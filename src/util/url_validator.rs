use thiserror::Error;
use url::Url;

/// Errors that can occur while validating an item link.
#[derive(Error, Debug, PartialEq, Eq)]
pub enum LinkError {
    /// The link element was present but held no text.
    #[error("Link is empty")]
    Empty,
    /// The link text could not be parsed as an absolute URL.
    #[error("Invalid URL: {0}")]
    InvalidUrl(#[from] url::ParseError),
    /// The link uses a scheme other than http or https.
    #[error("Unsupported scheme: {0} (only http/https allowed)")]
    UnsupportedScheme(String),
}

/// Validates the text of an item's `<link>` element.
///
/// A link is resolvable when it parses as an absolute URL with an `http` or
/// `https` scheme. Anything else (`javascript:`, `data:`, relative paths) would
/// be unsafe or meaningless as an anchor target and is rejected.
///
/// Surrounding whitespace is ignored.
///
/// # Examples
///
/// ```
/// use newsgrep::util::validate_link;
///
/// let url = validate_link(" https://news.example.com/a?id=1 ").unwrap();
/// assert_eq!(url.host_str(), Some("news.example.com"));
///
/// assert!(validate_link("javascript:alert(1)").is_err());
/// assert!(validate_link("/relative/path").is_err());
/// assert!(validate_link("").is_err());
/// ```
pub fn validate_link(link: &str) -> Result<Url, LinkError> {
    let trimmed = link.trim();
    if trimmed.is_empty() {
        return Err(LinkError::Empty);
    }

    let url = Url::parse(trimmed)?;
    match url.scheme() {
        "http" | "https" => Ok(url),
        scheme => Err(LinkError::UnsupportedScheme(scheme.to_owned())),
    }
}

Activity
After reading the listing above, print each line back exactly.

Exercise solution
filename src/util/url_validator.rs
use thiserror::Error;
use url::Url;

/// Errors that can occur while validating an item link.
#[derive(Error, Debug, PartialEq, Eq)]
pub enum LinkError {
    /// The link element was present but held no text.
    #[error("Link is empty")]
    Empty,
    /// The link text could not be parsed as an absolute URL.
    #[error("Invalid URL: {0}")]
    InvalidUrl(#[from] url::ParseError),
    /// The link uses a scheme other than http or https.
    #[error("Unsupported scheme: {0} (only http/https allowed)")]
    UnsupportedScheme(String),
}

/// Validates the text of an item's `<link>` element.
///
/// A link is resolvable when it parses as an absolute URL with an `http` or
/// `https` scheme. Anything else (`javascript:`, `data:`, relative paths) would
/// be unsafe or meaningless as an anchor target and is rejected.
///
/// Surrounding whitespace is ignored.
///
/// # Examples
///
/// ```
/// use newsgrep::util::validate_link;
///
/// let url = validate_link(" https://news.example.com/a?id=1 ").unwrap();
/// assert_eq!(url.host_str(), Some("news.example.com"));
///
/// assert!(validate_link("javascript:alert(1)").is_err());
/// assert!(validate_link("/relative/path").is_err());
/// assert!(validate_link("").is_err());
/// ```
pub fn validate_link(link: &str) -> Result<Url, LinkError> {
    let trimmed = link.trim();
    if trimmed.is_empty() {
        return Err(LinkError::Empty);
    }

    let url = Url::parse(trimmed)?;
    match url.scheme() {
        "http" | "https" => Ok(url),
        scheme => Err(LinkError::UnsupportedScheme(scheme.to_owned())),
    }
}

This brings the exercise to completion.